そんなわけで、インプロをより深く理解するために、インプロをする人、つまりインプロバイザーが担う役割について解説していきます。
(この記事では、特に欧米で主に言われている考え方をベースに、私自身の解釈や考え方も含めています)
※この記事は
の以下の記述の詳細な内容となっています。
プレイヤーとキャラクターは、厳密には別人格です。また、プレイヤーはキャラクターを演じながらも、頭のどこかで脚本家(スクリプトライター)や演出家(ディレクター)といった役割を担っているということがあります(この点については、また別の機会に触れたいと思います)。
それではこれから、めくるめく魅惑に満ちた、多彩なインプロの世界の片鱗を探求していきましょう。
インプロをする人を何と呼ぶ?
インプロをする人のことを「インプロバイザー(improviser)」、または「プレイヤー(player)」と呼びます。これは、日本語でいうと「演者」や「役者」に近いかもしれません。さらに、この「プレイヤー」という呼び方には、それ以上の意味が含まれていると私は考えています。
「プレイ(play)」という言葉には、「演じる」という意味だけでなく、「遊ぶ」という意味も含まれています。つまり、インプロのプレイヤーは、遊び心を忘れず、柔軟に、そして創造的に舞台上でパフォーマンスを繰り広げる存在なのです。

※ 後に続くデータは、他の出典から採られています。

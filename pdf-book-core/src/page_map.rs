//! Logical/physical page mapping.
//!
//! A scanned book often stores a two-page spread on a single wide PDF page.
//! [`PageMapper`] classifies every physical page, derives the logical pages a
//! reader navigates by, and groups them into render units (what is actually
//! drawn for one on-screen position).
//!
//! ```
//! use pdf_book_core::geometry::Size;
//! use pdf_book_core::page_map::{classify, Direction, PageMapper};
//!
//! let sizes = [Size::new(100.0, 140.0), Size::new(200.0, 140.0), Size::new(100.0, 140.0)];
//! let mut mapper = PageMapper::default();
//! mapper.build(&classify(&sizes, 1.5));
//!
//! assert_eq!(mapper.total_logical_pages(), 4);
//! assert_eq!(mapper.navigate_by(0, Direction::Increment), 1);
//! assert_eq!(mapper.navigate_by(1, Direction::Increment), 3);
//! ```

use serde::{Deserialize, Serialize};
use tracing::{debug, warn};

use crate::geometry::{Rect, Size};

/// Default ratio to the first page's width at which a page counts as a spread.
pub const DEFAULT_SPLIT_THRESHOLD: f32 = 1.5;

#[derive(Debug, Clone, Copy, PartialEq, Eq, Hash, Serialize, Deserialize)]
pub enum Direction {
    Increment,
    Decrement,
}

#[derive(Debug, Clone, Copy, PartialEq, Eq, Hash, Serialize, Deserialize)]
pub enum Classification {
    /// The page stands alone.
    Single,
    /// The page holds two side-by-side reading pages.
    Split,
}

#[derive(Debug, Clone, Copy, PartialEq, Serialize, Deserialize)]
pub struct PhysicalPage {
    pub index: usize,
    pub width: f32,
    pub height: f32,
    pub classification: Classification,
}

impl PhysicalPage {
    pub fn size(&self) -> Size {
        Size::new(self.width, self.height)
    }
}

/// Classify renderer geometry into physical pages.
///
/// The first page is always [`Classification::Single`]; any later page at
/// least `split_threshold` times as wide as the first is a spread.
pub fn classify(sizes: &[Size], split_threshold: f32) -> Vec<PhysicalPage> {
    let Some(first) = sizes.first() else {
        return Vec::new();
    };
    let spread_width = first.width * split_threshold;

    sizes
        .iter()
        .enumerate()
        .map(|(index, size)| {
            let classification = if index > 0 && size.width >= spread_width {
                Classification::Split
            } else {
                Classification::Single
            };
            PhysicalPage {
                index,
                width: size.width,
                height: size.height,
                classification,
            }
        })
        .collect()
}

/// Which part of the physical surface a logical page shows.
#[derive(Debug, Clone, Copy, PartialEq, Eq, Hash, Serialize, Deserialize)]
pub enum Half {
    Whole,
    Left,
    Right,
}

#[derive(Debug, Clone, Copy, PartialEq, Eq, Hash, Serialize, Deserialize)]
pub struct LogicalPage {
    pub relative_index: usize,
    pub physical_index: usize,
    pub half: Half,
}

impl LogicalPage {
    /// Crop of `physical` (in renderer units) that this page displays.
    pub fn source_rect(&self, physical: &PhysicalPage) -> Rect {
        let half_width = physical.width / 2.0;
        match self.half {
            Half::Whole => Rect::new(0.0, 0.0, physical.width, physical.height),
            Half::Left => Rect::new(0.0, 0.0, half_width, physical.height),
            Half::Right => Rect::new(half_width, 0.0, half_width, physical.height),
        }
    }

    /// Width this page occupies once cropped.
    pub fn display_width(&self, physical: &PhysicalPage) -> f32 {
        self.source_rect(physical).width
    }
}

/// Logical pages drawn together at one display position.
#[derive(Debug, Clone, PartialEq, Serialize, Deserialize)]
pub struct RenderUnit {
    pub display_position: usize,
    pub physical: PhysicalPage,
    pub pages: Vec<LogicalPage>,
}

impl RenderUnit {
    pub fn first_relative_index(&self) -> usize {
        self.pages
            .first()
            .map(|page| page.relative_index)
            .unwrap_or_default()
    }

    /// Box of the unit in renderer units: its pages laid side by side.
    pub fn content_size(&self) -> Size {
        let width = self
            .pages
            .iter()
            .map(|page| page.display_width(&self.physical))
            .sum();
        Size::new(width, self.physical.height)
    }
}

/// Frozen `relative index <-> display position` association for one document.
#[derive(Debug, Clone, Default, PartialEq, Serialize, Deserialize)]
pub struct PageIndexMap {
    logical: Vec<LogicalPage>,
    display_of: Vec<usize>,
    units: Vec<RenderUnit>,
}

impl PageIndexMap {
    fn from_pages(pages: &[PhysicalPage]) -> Self {
        let uniform = pages
            .first()
            .map(|first| pages.iter().all(|page| page.width == first.width))
            .unwrap_or(true);

        let mut map = PageIndexMap::default();
        for physical in pages {
            let display_position = map.units.len();
            let halves: &[Half] = match physical.classification {
                Classification::Split if !uniform => &[Half::Left, Half::Right],
                _ => &[Half::Whole],
            };

            let unit_pages = halves
                .iter()
                .map(|&half| {
                    let page = LogicalPage {
                        relative_index: map.logical.len(),
                        physical_index: physical.index,
                        half,
                    };
                    map.logical.push(page);
                    map.display_of.push(display_position);
                    page
                })
                .collect();

            map.units.push(RenderUnit {
                display_position,
                physical: *physical,
                pages: unit_pages,
            });
        }
        map
    }

    pub fn is_empty(&self) -> bool {
        self.logical.is_empty()
    }

    pub fn total_logical_pages(&self) -> usize {
        self.logical.len()
    }

    pub fn render_unit_count(&self) -> usize {
        self.units.len()
    }

    pub fn logical_page(&self, relative_index: usize) -> Option<&LogicalPage> {
        self.logical.get(relative_index)
    }

    pub fn logical_pages(&self) -> &[LogicalPage] {
        &self.logical
    }

    pub fn display_position(&self, relative_index: usize) -> Option<usize> {
        self.display_of.get(relative_index).copied()
    }

    /// First relative index shown at `display_position`.
    pub fn relative_index(&self, display_position: usize) -> Option<usize> {
        self.units
            .get(display_position)
            .map(RenderUnit::first_relative_index)
    }

    pub fn render_unit(&self, display_position: usize) -> Option<&RenderUnit> {
        self.units.get(display_position)
    }

    pub fn render_units(&self) -> &[RenderUnit] {
        &self.units
    }

    /// Render unit containing `relative_index`.
    pub fn unit_of(&self, relative_index: usize) -> Option<&RenderUnit> {
        self.display_position(relative_index)
            .and_then(|position| self.units.get(position))
    }

    pub fn last_unit_len(&self) -> usize {
        self.units.last().map_or(1, |unit| unit.pages.len())
    }
}

/// Builds the page map once per document and answers navigation queries.
#[derive(Debug, Clone)]
pub struct PageMapper {
    split_threshold: f32,
    map: PageIndexMap,
}

impl Default for PageMapper {
    fn default() -> Self {
        Self::new(DEFAULT_SPLIT_THRESHOLD)
    }
}

impl PageMapper {
    pub fn new(split_threshold: f32) -> Self {
        Self {
            split_threshold,
            map: PageIndexMap::default(),
        }
    }

    pub fn split_threshold(&self) -> f32 {
        self.split_threshold
    }

    /// Classify `sizes` with the configured threshold and build from them.
    pub fn build_from_sizes(&mut self, sizes: &[Size]) -> bool {
        let pages = classify(sizes, self.split_threshold);
        self.build(&pages)
    }

    /// Build the map from a fully loaded document.
    ///
    /// Returns `false` and leaves the map untouched when a map is already
    /// built; call [`PageMapper::reset`] before loading another document.
    pub fn build(&mut self, pages: &[PhysicalPage]) -> bool {
        if !self.map.is_empty() {
            warn!(
                physical_pages = pages.len(),
                "page map already built, ignoring rebuild"
            );
            return false;
        }

        self.map = PageIndexMap::from_pages(pages);
        debug!(
            physical_pages = pages.len(),
            logical_pages = self.map.total_logical_pages(),
            render_units = self.map.render_unit_count(),
            "built page map"
        );
        true
    }

    pub fn reset(&mut self) {
        debug!("page map reset");
        self.map = PageIndexMap::default();
    }

    pub fn map(&self) -> &PageIndexMap {
        &self.map
    }

    pub fn total_logical_pages(&self) -> usize {
        self.map.total_logical_pages()
    }

    /// Step one render unit forward or back, landing on that unit's first
    /// logical page. Out-of-range steps leave `current` unchanged.
    pub fn navigate_by(&self, current: usize, direction: Direction) -> usize {
        let Some(position) = self.map.display_position(current) else {
            return current;
        };
        let stepped = match direction {
            Direction::Increment => position.checked_add(1),
            Direction::Decrement => position.checked_sub(1),
        };
        stepped
            .and_then(|position| self.map.relative_index(position))
            .unwrap_or(current)
    }

    /// Whether the page-turn affordance for `direction` should be enabled.
    pub fn can_navigate(&self, current: usize, direction: Direction) -> bool {
        let total = self.total_logical_pages();
        if total == 0 {
            return false;
        }
        match direction {
            Direction::Decrement => current > 0,
            Direction::Increment => current < total.saturating_sub(self.map.last_unit_len()),
        }
    }

    /// Clamp an externally requested index into the valid range.
    pub fn clamp_index(&self, requested: i64) -> usize {
        let last = self.total_logical_pages().saturating_sub(1);
        usize::try_from(requested.max(0)).map_or(last, |index| index.min(last))
    }

    pub fn progress(&self, relative_index: usize) -> f32 {
        progress(relative_index, self.total_logical_pages())
    }
}

/// Reading progress as a percentage in `[0, 100]`.
pub fn progress(relative_index: usize, total_logical_pages: usize) -> f32 {
    if total_logical_pages <= 1 {
        return 0.0;
    }
    let fraction = relative_index as f32 / (total_logical_pages - 1) as f32;
    (fraction * 100.0).clamp(0.0, 100.0)
}

/// Validate the text of a 1-based page-number field.
///
/// `Some(None)` means the field is empty and may be kept; `Some(Some(n))` is a
/// page number in `1..=total`; `None` rejects the edit.
pub fn parse_page_number(text: &str, total_logical_pages: usize) -> Option<Option<usize>> {
    let text = text.trim();
    if text.is_empty() {
        return Some(None);
    }
    let number: usize = text.parse().ok()?;
    (1..=total_logical_pages)
        .contains(&number)
        .then_some(Some(number))
}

私自身はインプロを、自己表現をしながら、他のプレイヤーと遊び合い、相互に影響を与え合う表現形態だと捉えています。
インプロバイザーが担う3つの主要な役割
インプロバイザーは、舞台上で単に役を演じるだけでなく、複数の役割を同時に担っています。ここでは、インプロバイザーが担う3つの主要な役割を解説していきます。
1.登場人物(キャラクター)
インプロバイザーが演じる役柄、それが「登場人物(キャラクター)」です。インプロでは、登場人物はインプロバイザー自身のスタイルや個性、価値観、考え方が反映されることがあります。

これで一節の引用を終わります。